Per conoscere la realtà delle vittime dell’atomica bisogna leggere lo straordinario reportage giornalistico di John Hersey “Hiroshima – il racconto di sei sopravvissuti” (Utet, pag. 192), in cui l’autore racconta doviziosamente e con una scrittura appassionata e coinvolgente le storie di Hatsuyo Nakamura, Toshiko Sasaki, dei medici Terufumi Sasaki e Masazaku Fujii, del gesuita tedesco Wilhelm Kleinsorge e del pastore metodista Kiyoshi Tanimoto nel momento dell’esplosione e nei giorni successivi, persone che poi vengono reincontrate a distanza di 40 anni per capire come erano cambiate le loro vite, vite in cui la fede e l’impegno lavorativo assumono un ruolo importante in favore della comunità di appartenenza e di chi aveva sofferto per le radiazioni della bomba, perché da testimoni di un immane tragedia quelle persone avevano capito quanto fosse importante la loro esistenza come strumento di speranza per gli altri e testimonianza per un futuro diverso.

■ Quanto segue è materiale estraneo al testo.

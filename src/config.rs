//! Tunables for the indexing engine.
//!
//! Mirrors the constants the original indexer hard-coded at module scope
//! (`FILE_OPEN_TIMEOUT_SECS`, `MAX_ADDED_NUMBER_PACKAGES`,
//! `SORT_FILE_MAX_SIZE`, `SORT_FILE_PREFIX`), collected into one struct so
//! callers can override them for tests without touching global state.

use std::time::Duration;

/// Configuration for a single [`crate::updater::IndexUpdater`] instance.
#[derive(Debug, Clone, Copy, PartialEq, Eq)]
pub struct IndexerConfig {
    /// Size at which a sort run is closed, sorted, and a new one opened.
    ///
    /// Bounds per-run memory use during the external sort: the whole run is
    /// loaded into memory to be sorted, so this is also roughly the peak
    /// memory used by one run. Default 128 MiB.
    pub max_run_bytes: u64,

    /// How long `consistent_open` waits for a torn read (some files present,
    /// some absent, or versions briefly disagreeing during a concurrent
    /// swap) to resolve before giving up. Default 2s.
    pub file_open_timeout: Duration,

    /// Fast-path add-set size at which the caller is asked to perform a
    /// full rebuild instead of continuing to defer. Default 20.
    pub max_added_number_packages: usize,

    /// Filename prefix for sort run files inside `TMP/`.
    pub sort_file_prefix: &'static str,
}

impl Default for IndexerConfig {
    fn default() -> Self {
        Self {
            max_run_bytes: 128 * 1024 * 1024,
            file_open_timeout: Duration::from_secs(2),
            max_added_number_packages: 20,
            sort_file_prefix: "sort.",
        }
    }
}

impl IndexerConfig {
    /// A config tuned for tests: tiny runs, short timeouts.
    pub fn for_tests() -> Self {
        Self {
            max_run_bytes: 4096,
            file_open_timeout: Duration::from_millis(200),
            max_added_number_packages: 20,
            sort_file_prefix: "sort.",
        }
    }
}

#[cfg(test)]
mod tests {
    use super::*;

    #[test]
    fn defaults_match_spec() {
        let cfg = IndexerConfig::default();
        assert_eq!(cfg.max_run_bytes, 128 * 1024 * 1024);
        assert_eq!(cfg.file_open_timeout, Duration::from_secs(2));
        assert_eq!(cfg.max_added_number_packages, 20);
        assert_eq!(cfg.sort_file_prefix, "sort.");
    }
}
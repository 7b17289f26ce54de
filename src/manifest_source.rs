//! Consumed interfaces: the external collaborators this crate calls into
//! but does not implement (spec.md §1, §6). Kept as traits so tests can
//! supply fakes without touching a real package image.

use crate::error::Result;
use crate::main_dict::{Position, Token};
use crate::pfmri::Pfmri;
use std::collections::HashMap;
use std::path::PathBuf;

/// `(token, action_type, attr_subtype, attr_value)` — the key a manifest's
/// search dict groups position lists under (spec.md §6).
pub type SearchKey = (Token, Vec<u8>, Vec<u8>, Vec<u8>);

/// The package-manifest parser. One call to `search_dict` per added PFMRI
/// (spec.md §4.6 step 3c).
pub trait ManifestSource {
    /// Filesystem location of `pfmri`'s manifest.
    fn manifest_path(&self, pfmri: &Pfmri) -> PathBuf;

    /// The raw manifest contents. Not consumed by the core ingestion path;
    /// exposed because `spec.md` §6 names it as part of the interface.
    fn manifest(&self, pfmri: &Pfmri) -> Result<Vec<u8>>;

    /// Tokenized occurrences for `pfmri`, keyed by
    /// `(token, action_type, attr_subtype, attr_value)`.
    fn search_dict(&self, pfmri: &Pfmri, excludes: &[String]) -> Result<HashMap<SearchKey, Vec<Position>>>;
}

/// Progress reporting, entirely optional (spec.md §6: "may be absent").
pub trait ProgressSink {
    fn set_goal(&mut self, name: &str, count: usize);
    fn add_progress(&mut self);
    fn done(&mut self);
    fn optimize(&mut self);
}

/// Invoked when the client-side fast path crosses
/// `IndexerConfig::max_added_number_packages` (spec.md §4.7): the caller is
/// asked to perform a full rebuild instead of the engine doing so itself.
pub trait RebuildRequest {
    fn rebuild_search_index(&mut self, progress: Option<&mut dyn ProgressSink>) -> Result<()>;
}

#[cfg(test)]
pub(crate) mod test_support {
    use super::*;

    #[derive(Default)]
    pub struct FakeManifestSource {
        pub entries: HashMap<String, HashMap<SearchKey, Vec<Position>>>,
    }

    impl FakeManifestSource {
        pub fn with(mut self, pfmri: &str, dict: HashMap<SearchKey, Vec<Position>>) -> Self {
            self.entries.insert(pfmri.to_string(), dict);
            self
        }
    }

    impl ManifestSource for FakeManifestSource {
        fn manifest_path(&self, pfmri: &Pfmri) -> PathBuf {
            PathBuf::from(format!("/manifests/{}", pfmri.full()))
        }

        fn manifest(&self, _pfmri: &Pfmri) -> Result<Vec<u8>> {
            Ok(Vec::new())
        }

        fn search_dict(&self, pfmri: &Pfmri, _excludes: &[String]) -> Result<HashMap<SearchKey, Vec<Position>>> {
            Ok(self.entries.get(&pfmri.full()).cloned().unwrap_or_default())
        }
    }

    #[derive(Default)]
    pub struct RecordingProgress {
        pub goal: Option<(String, usize)>,
        pub progress_calls: usize,
        pub done_calls: usize,
        pub optimize_calls: usize,
    }

    impl ProgressSink for RecordingProgress {
        fn set_goal(&mut self, name: &str, count: usize) {
            self.goal = Some((name.to_string(), count));
        }

        fn add_progress(&mut self) {
            self.progress_calls += 1;
        }

        fn done(&mut self) {
            self.done_calls += 1;
        }

        fn optimize(&mut self) {
            self.optimize_calls += 1;
        }
    }

    #[derive(Default)]
    pub struct RecordingRebuildRequest {
        pub calls: usize,
    }

    impl RebuildRequest for RecordingRebuildRequest {
        fn rebuild_search_index(&mut self, _progress: Option<&mut dyn ProgressSink>) -> Result<()> {
            self.calls += 1;
            Ok(())
        }
    }
}
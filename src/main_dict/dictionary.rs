//! `main_dict.ascii`: the large, sorted on-disk token dictionary.
//!
//! A writer appends lines in strictly ascending token order and reports the
//! byte offset each line started at (for [`crate::aux::token_offset_map`]);
//! a reader walks an existing dictionary line by line for the merge pass
//! (spec.md §4.6); and a memory-mapped random accessor lets any offset
//! recorded in `TokenOffsetMap` be resolved back to its line without a
//! sequential scan, the same shape `VamanaSSTFile` gives vector search over
//! its SST file.

use super::codec::{parse_line, serialize_line};
use super::payload::{Payload, Token};
use crate::byte_store;
use crate::error::{IndexError, Result};
use memmap2::Mmap;
use std::fs::File;
use std::io::{BufRead, BufReader, BufWriter, Write};
use std::path::Path;

/// Appends main-dictionary lines in ascending token order, tracking the
/// byte offset each one begins at.
pub struct MainDictionaryWriter {
    writer: BufWriter<File>,
    offset: u64,
    last_token: Option<Token>,
}

impl MainDictionaryWriter {
    /// Create (truncating) `path` and write its version header.
    pub fn create(path: &Path, version: u64) -> Result<Self> {
        let file = byte_store::create_versioned(path, version)?;
        let offset = byte_store::header_bytes(version).len() as u64;
        Ok(Self {
            writer: BufWriter::new(file),
            offset,
            last_token: None,
        })
    }

    /// Append one line, returning the byte offset it starts at. Tokens must
    /// be passed in strictly ascending order (spec.md invariant); violating
    /// this is a caller bug, not a recoverable error.
    pub fn append(&mut self, token: &Token, payload: &Payload) -> Result<u64> {
        if let Some(last) = &self.last_token {
            debug_assert!(
                last < token,
                "main-dictionary tokens must be written in strictly ascending order"
            );
        }
        let line_offset = self.offset;
        let line = serialize_line(token, payload);
        self.writer.write_all(&line)?;
        self.offset += line.len() as u64;
        self.last_token = Some(token.clone());
        Ok(line_offset)
    }

    /// Flush and fsync so the file is durable before the directory
    /// migration that makes it visible.
    pub fn finish(mut self) -> Result<()> {
        self.writer.flush()?;
        self.writer.get_ref().sync_all()?;
        Ok(())
    }
}

/// Reads an existing main dictionary line by line, in the order it was
/// written (ascending token order).
pub struct MainDictionaryReader {
    reader: BufReader<File>,
    offset: u64,
}

impl MainDictionaryReader {
    /// Open `path`, returning its version and a reader positioned at the
    /// first token line.
    pub fn open(path: &Path) -> Result<Option<(u64, Self)>> {
        match byte_store::try_open_versioned(path)? {
            None => Ok(None),
            Some((version, reader)) => {
                let offset = byte_store::header_bytes(version).len() as u64;
                Ok(Some((version, Self { reader, offset })))
            }
        }
    }

    /// Read the next `(token, payload)` entry, or `None` at end of file.
    pub fn next_entry(&mut self) -> Result<Option<(Token, Payload)>> {
        let mut line = Vec::new();
        let n = self.reader.read_until(b'\n', &mut line)?;
        if n == 0 {
            return Ok(None);
        }
        self.offset += n as u64;
        let (token, payload) = parse_line(&line)?;
        Ok(Some((token, payload)))
    }
}

impl Iterator for MainDictionaryReader {
    type Item = Result<(Token, Payload)>;

    fn next(&mut self) -> Option<Self::Item> {
        self.next_entry().transpose()
    }
}

/// Memory-mapped random access into a committed `main_dict.ascii`, used to
/// resolve a `TokenOffsetMap` entry straight to its line (spec.md §8,
/// testable property 2) without re-scanning the file.
pub struct MainDictionaryMmap {
    mmap: Mmap,
}

impl MainDictionaryMmap {
    pub fn open(path: &Path) -> Result<Self> {
        let file = File::open(path)?;
        let mmap = unsafe { Mmap::map(&file)? };
        Ok(Self { mmap })
    }

    /// Parse the line beginning at `offset`. Returns `CorruptIndex` if
    /// `offset` does not land on a line boundary or the line is malformed.
    pub fn read_at(&self, offset: u64) -> Result<(Token, Payload)> {
        let start = offset as usize;
        let bytes = self
            .mmap
            .get(start..)
            .ok_or_else(|| IndexError::CorruptIndex(format!("offset {offset} past end of file")))?;
        let end = bytes
            .iter()
            .position(|&b| b == b'\n')
            .ok_or_else(|| IndexError::CorruptIndex(format!("no line terminator at offset {offset}")))?;
        parse_line(&bytes[..=end])
    }
}
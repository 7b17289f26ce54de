//! IndexUpdater: the top-level orchestrator (spec.md §2 item 6, §4.6-§4.10).
//!
//! Drives the state machine `Idle -> Reading -> Ingesting -> Merging ->
//! Committing -> Idle` (or `-> Failed` at any step) across the three entry
//! points: [`IndexUpdater::rebuild`] (full rebuild),
//! [`IndexUpdater::server_update_index`] (incremental server-side add), and
//! [`IndexUpdater::client_update_index`] (deferred client-side fast path).

use crate::aux::fast_set::{apply_add, apply_remove};
use crate::aux::{FastSet, FullFmriSet, ManifestTable, TokenOffsetMap};
use crate::byte_store;
use crate::config::IndexerConfig;
use crate::error::{IndexError, Result};
use crate::main_dict::payload::{filter_packages, singleton_payload};
use crate::main_dict::{MainDictionaryReader, MainDictionaryWriter, Payload, Token};
use crate::manifest_source::{ManifestSource, ProgressSink, RebuildRequest};
use crate::pfmri::Pfmri;
use crate::side_index::SideIndexWriter;
use crate::sort::{RunMerger, SortSpiller};
use std::cmp::Ordering;
use std::ffi::CString;
use std::fs;
use std::os::unix::ffi::OsStrExt;
use std::path::{Path, PathBuf};

const MAIN_DICT: &str = "main_dict.ascii";
const TOKEN_OFFSET: &str = "token_byte_offset.ascii";
const MANIFEST_TABLE: &str = "manf";
const FULL_FMRI: &str = "full_fmri";
const FAST_ADD: &str = "fast_add";
const FAST_REMOVE: &str = "fast_remove";
const TMP_DIR: &str = "TMP";

const INITIAL_VERSION_NUMBER: u64 = 1;

/// Coordinates one index directory. Holds no in-flight state between calls
/// — every entry point reads, does its work, and commits (or fails)
/// independently, matching the single-threaded, non-reentrant model of
/// spec.md §5.
pub struct IndexUpdater {
    index_dir: PathBuf,
    config: IndexerConfig,
}

impl IndexUpdater {
    pub fn new(index_dir: impl Into<PathBuf>, config: IndexerConfig) -> Self {
        Self {
            index_dir: index_dir.into(),
            config,
        }
    }

    fn main_dict_path(&self) -> PathBuf {
        self.index_dir.join(MAIN_DICT)
    }
    fn token_offset_path(&self) -> PathBuf {
        self.index_dir.join(TOKEN_OFFSET)
    }
    fn manf_path(&self) -> PathBuf {
        self.index_dir.join(MANIFEST_TABLE)
    }
    fn full_fmri_path(&self) -> PathBuf {
        self.index_dir.join(FULL_FMRI)
    }
    fn fast_add_path(&self) -> PathBuf {
        self.index_dir.join(FAST_ADD)
    }
    fn fast_remove_path(&self) -> PathBuf {
        self.index_dir.join(FAST_REMOVE)
    }
    fn tmp_dir(&self) -> PathBuf {
        self.index_dir.join(TMP_DIR)
    }

    fn core_paths(&self) -> Vec<PathBuf> {
        vec![
            self.main_dict_path(),
            self.token_offset_path(),
            self.manf_path(),
            self.full_fmri_path(),
            self.fast_add_path(),
            self.fast_remove_path(),
        ]
    }

    fn guard_no_tmp(&self) -> Result<()> {
        if self.tmp_dir().exists() {
            return Err(IndexError::PartialIndexing(self.tmp_dir()));
        }
        Ok(())
    }

    /// Seed a brand-new index directory with empty stub files at version 1.
    /// A no-op if the directory is already fully and consistently set up;
    /// a partially-seeded directory surfaces as `InconsistentIndex`.
    pub fn setup(&self) -> Result<()> {
        let existing =
            byte_store::consistent_open(&self.core_paths(), &self.index_dir, self.config.file_open_timeout)?;
        if existing.is_some() {
            return Ok(());
        }
        fs::create_dir_all(&self.index_dir)?;
        let version = INITIAL_VERSION_NUMBER;
        MainDictionaryWriter::create(&self.main_dict_path(), version)?.finish()?;
        TokenOffsetMap::new().write(&self.token_offset_path(), version)?;
        ManifestTable::open(&self.manf_path())?.1.write(&self.manf_path(), version)?;
        FullFmriSet::new().write(&self.full_fmri_path(), version)?;
        FastSet::new().write(&self.fast_add_path(), version)?;
        FastSet::new().write(&self.fast_remove_path(), version)?;
        Ok(())
    }

    /// A read-only probe: does a consistent, fully-committed index exist?
    /// Swallows every error rather than propagating it.
    pub fn exists(&self) -> bool {
        matches!(
            byte_store::consistent_open(&self.core_paths(), &self.index_dir, self.config.file_open_timeout),
            Ok(Some(_))
        )
    }

    /// Remove already-indexed PFMRIs from `candidates` in place. Absence of
    /// an index is treated as "nothing indexed yet", not an error.
    pub fn filter_unindexed(&self, candidates: &mut Vec<Pfmri>) -> Result<()> {
        let (_, full_fmri) = FullFmriSet::open(&self.full_fmri_path())?;
        candidates.retain(|p| !full_fmri.contains(&p.anarchic()));
        Ok(())
    }

    /// Full rebuild: discard the entire index directory and reindex
    /// `added` from scratch.
    pub fn rebuild(
        &self,
        added: &[Pfmri],
        manifest_source: &dyn ManifestSource,
        progress: Option<&mut dyn ProgressSink>,
    ) -> Result<()> {
        match fs::remove_dir_all(&self.index_dir) {
            Ok(()) => {}
            Err(e) if e.kind() == std::io::ErrorKind::NotFound => {}
            Err(e) if e.kind() == std::io::ErrorKind::PermissionDenied => {
                return Err(IndexError::ProblematicPermissions(self.index_dir.clone()));
            }
            Err(e) => return Err(e.into()),
        }
        fs::create_dir_all(&self.index_dir)?;
        self.server_update_index(added, manifest_source, progress)
    }

    /// Incremental server-side add (spec.md §4.6). No removals: the
    /// server path carries forward the original's acknowledged limitation
    /// (spec.md §9).
    pub fn server_update_index(
        &self,
        added: &[Pfmri],
        manifest_source: &dyn ManifestSource,
        mut progress: Option<&mut dyn ProgressSink>,
    ) -> Result<()> {
        self.guard_no_tmp()?;

        let old_version =
            byte_store::consistent_open(&self.core_paths(), &self.index_dir, self.config.file_open_timeout)?;
        let new_version = old_version.map(|v| v + 1).unwrap_or(INITIAL_VERSION_NUMBER);

        let tmp_dir = self.tmp_dir();
        fs::create_dir(&tmp_dir)?;

        let (_, mut manifest) = ManifestTable::open(&self.manf_path())?;
        let (_, mut full_fmri) = FullFmriSet::open(&self.full_fmri_path())?;
        let (_, fast_add) = FastSet::open(&self.fast_add_path())?;
        let (_, fast_remove) = FastSet::open(&self.fast_remove_path())?;

        if let Some(p) = progress.as_deref_mut() {
            p.set_goal("indexing", added.len());
        }

        let mut spiller = SortSpiller::new(tmp_dir.clone(), self.config.max_run_bytes, self.config.sort_file_prefix);
        for pfmri in added {
            let anarchic = pfmri.anarchic();
            let package_id = manifest.assign_or_lookup(&anarchic);
            full_fmri.insert(anarchic);

            let search_dict = manifest_source.search_dict(pfmri, &[])?;
            for ((token, action_type, attr_subtype, attr_value), positions) in search_dict {
                let payload = singleton_payload(action_type, attr_subtype, attr_value, package_id, positions);
                spiller.append(crate::main_dict::codec::serialize_line(&token, &payload))?;
            }
            if let Some(p) = progress.as_deref_mut() {
                p.add_progress();
            }
        }
        let runs = spiller.finish()?;
        if let Some(p) = progress.as_deref_mut() {
            p.optimize();
        }
        let mut merger = RunMerger::open(&runs)?;

        let existing = MainDictionaryReader::open(&self.main_dict_path())?;
        let mut existing_reader = existing.map(|(_, reader)| reader);
        let mut existing_current = match &mut existing_reader {
            Some(reader) => reader.next_entry()?,
            None => None,
        };

        let mut merger_current = merger.next_entry()?;

        let mut writer = MainDictionaryWriter::create(&self.index_tmp_path(&tmp_dir, MAIN_DICT), new_version)?;
        let mut token_offset = TokenOffsetMap::new();
        let mut side_index = SideIndexWriter::new(tmp_dir.clone());

        loop {
            let which = match (&existing_current, &merger_current) {
                (None, None) => break,
                (Some(_), None) => Side::Existing,
                (None, Some(_)) => Side::Merger,
                (Some((etok, _)), Some((mtok, _))) => match mtok.cmp(etok) {
                    Ordering::Less => Side::Merger,
                    Ordering::Greater => Side::Existing,
                    Ordering::Equal => Side::Both,
                },
            };

            match which {
                Side::Merger => {
                    let (token, payload) = merger_current.take().expect("checked Some above");
                    emit(&mut writer, &mut token_offset, &mut side_index, &manifest, token, payload)?;
                    merger_current = merger.next_entry()?;
                }
                Side::Existing => {
                    let (token, mut payload) = existing_current.take().expect("checked Some above");
                    // Server add path never removes (spec.md §9); the hook
                    // for deferred removals during a real rebuild lives
                    // here for the fast-path-backed merge to reuse.
                    filter_packages(&mut payload, |_| true);
                    if !payload.is_empty() {
                        emit(&mut writer, &mut token_offset, &mut side_index, &manifest, token, payload)?;
                    }
                    existing_current = match &mut existing_reader {
                        Some(reader) => reader.next_entry()?,
                        None => None,
                    };
                }
                Side::Both => {
                    let (token, mut epayload) = existing_current.take().expect("checked Some above");
                    let (_, mpayload) = merger_current.take().expect("checked Some above");
                    filter_packages(&mut epayload, |_| true);
                    crate::main_dict::payload::splice_payload(&mut epayload, mpayload);
                    if !epayload.is_empty() {
                        emit(&mut writer, &mut token_offset, &mut side_index, &manifest, token, epayload)?;
                    }
                    existing_current = match &mut existing_reader {
                        Some(reader) => reader.next_entry()?,
                        None => None,
                    };
                    merger_current = merger.next_entry()?;
                }
            }
        }

        writer.finish()?;
        side_index.finish()?;

        manifest.write(&self.index_tmp_path(&tmp_dir, MANIFEST_TABLE), new_version)?;
        full_fmri.write(&self.index_tmp_path(&tmp_dir, FULL_FMRI), new_version)?;
        fast_add.write(&self.index_tmp_path(&tmp_dir, FAST_ADD), new_version)?;
        fast_remove.write(&self.index_tmp_path(&tmp_dir, FAST_REMOVE), new_version)?;
        token_offset.write(&self.index_tmp_path(&tmp_dir, TOKEN_OFFSET), new_version)?;

        self.migrate(&tmp_dir, &[])?;
        if let Some(p) = progress {
            p.done();
        }
        Ok(())
    }

    fn index_tmp_path(&self, tmp_dir: &Path, name: &str) -> PathBuf {
        tmp_dir.join(name)
    }

    /// Client-side fast update (spec.md §4.7): defers all token-level work
    /// to a future rebuild, recording only the pending add/remove sets.
    pub fn client_update_index(
        &self,
        added: &[Pfmri],
        removed: &[Pfmri],
        rebuild_request: &mut dyn RebuildRequest,
        mut progress: Option<&mut dyn ProgressSink>,
    ) -> Result<()> {
        self.guard_no_tmp()?;

        let version = byte_store::consistent_open(&self.core_paths(), &self.index_dir, self.config.file_open_timeout)?
            .unwrap_or(INITIAL_VERSION_NUMBER);

        let (_, mut full_fmri) = FullFmriSet::open(&self.full_fmri_path())?;
        let (_, mut fast_add) = FastSet::open(&self.fast_add_path())?;
        let (_, mut fast_remove) = FastSet::open(&self.fast_remove_path())?;

        for pfmri in added {
            full_fmri.insert(pfmri.anarchic());
            apply_add(&mut fast_add, &mut fast_remove, &pfmri.anarchic());
        }
        for pfmri in removed {
            full_fmri.remove(&pfmri.anarchic());
            apply_remove(&mut fast_add, &mut fast_remove, &pfmri.anarchic());
        }

        if fast_add.len() > self.config.max_added_number_packages {
            rebuild_request.rebuild_search_index(progress.as_deref_mut())?;
            return Ok(());
        }

        let tmp_dir = self.tmp_dir();
        fs::create_dir(&tmp_dir)?;
        full_fmri.write(&self.index_tmp_path(&tmp_dir, FULL_FMRI), version)?;
        fast_add.write(&self.index_tmp_path(&tmp_dir, FAST_ADD), version)?;
        fast_remove.write(&self.index_tmp_path(&tmp_dir, FAST_REMOVE), version)?;

        self.migrate(&tmp_dir, &[MAIN_DICT, TOKEN_OFFSET, MANIFEST_TABLE])?;
        if let Some(p) = progress {
            p.done();
        }
        Ok(())
    }

    /// `_migrate`: best-effort directory swap from `tmp_dir` into the index
    /// directory (spec.md §4.8). `skip` names core files this update never
    /// wrote to `tmp_dir` and that must be left untouched in place.
    fn migrate(&self, tmp_dir: &Path, skip: &[&str]) -> Result<()> {
        let tmp_pkg = tmp_dir.join("pkg");
        if tmp_pkg.is_dir() {
            remove_dir_ignore_missing(&self.index_dir.join("pkg"))?;
            fs::rename(&tmp_pkg, self.index_dir.join("pkg"))?;
        }

        for name in [MAIN_DICT, TOKEN_OFFSET, MANIFEST_TABLE, FULL_FMRI, FAST_ADD, FAST_REMOVE] {
            if skip.contains(&name) {
                continue;
            }
            fs::rename(tmp_dir.join(name), self.index_dir.join(name))?;
        }

        for entry in fs::read_dir(tmp_dir)? {
            let entry = entry?;
            let name = entry.file_name();
            let name_str = name.to_string_lossy();
            if name_str.starts_with("__at_") || name_str.starts_with("__st_") {
                fs::rename(entry.path(), self.index_dir.join(&*name_str))?;
            }
        }

        sync_dir(&self.index_dir)?;
        fs::remove_dir(tmp_dir)?;
        Ok(())
    }
}

enum Side {
    Existing,
    Merger,
    Both,
}

fn emit(
    writer: &mut MainDictionaryWriter,
    token_offset: &mut TokenOffsetMap,
    side_index: &mut SideIndexWriter,
    manifest: &ManifestTable,
    token: Token,
    payload: Payload,
) -> Result<()> {
    let offset = writer.append(&token, &payload)?;
    token_offset.record(token, offset);
    side_index.observe(offset, &payload, manifest)?;
    Ok(())
}

fn remove_dir_ignore_missing(path: &Path) -> Result<()> {
    match fs::remove_dir_all(path) {
        Ok(()) => Ok(()),
        Err(e) if e.kind() == std::io::ErrorKind::NotFound => Ok(()),
        Err(e) => Err(e.into()),
    }
}

/// fsync the directory itself so the renames above are durable before the
/// next update starts, mirroring `Manifest::commit_atomic`'s directory
/// fsync.
fn sync_dir(dir: &Path) -> Result<()> {
    let c_path = CString::new(dir.as_os_str().as_bytes()).map_err(|_| {
        IndexError::CorruptIndex(format!("index path {} contains an interior NUL", dir.display()))
    })?;
    let fd = unsafe { libc::open(c_path.as_ptr(), libc::O_RDONLY) };
    if fd < 0 {
        return Err(std::io::Error::last_os_error().into());
    }
    let result = unsafe { libc::fsync(fd) };
    unsafe { libc::close(fd) };
    if result != 0 {
        return Err(std::io::Error::last_os_error().into());
    }
    Ok(())
}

Altra pubblicazione di rilievo per il suo valore testimoniale è il manga ‘Colpiti da una pioggia nera’ di Keiji Nakazawa (Coconino Press, pag. 380), 9 racconti brevi pubblicati su 4 riviste giapponesi tra il 1968 e il 1973 che per la prima volta vengono pubblicati in Italia grazie a Paolo La Marca, docente di lingua e letteratura giapponese all’università di Catania. Queste storie, toccanti e molto tristi, sono un ritratto straziante della scarsa considerazione e delle difficoltà che gli hibakusha (sopravvissuti alla bomba) trovavano nella società giapponese, persone che non avevano speranze nel domani e pensavano anche al suicidio, ma accanto all’odio iniziale per gli americani si fa strada una comprensione per le vittime dell’atomica, con un forte messaggio contro la guerra (postfazioni dello stesso autore – diventato famoso nel mondo per l’autobiografico ‘Gen di Hiroshima’ – e di La Marca e Vienna sui manga e la letteratura dedicati alla bomba). Lo scorso anno il premio Nobel per la Pace fu assegnato alla Nihon Hidankyō (Confederazione giapponese delle organizzazioni delle vittime della bomba atomica) e per il rappresentante Terumi Tanaka “le armi nucleari non possono e non devono coesistere con l’umanità”.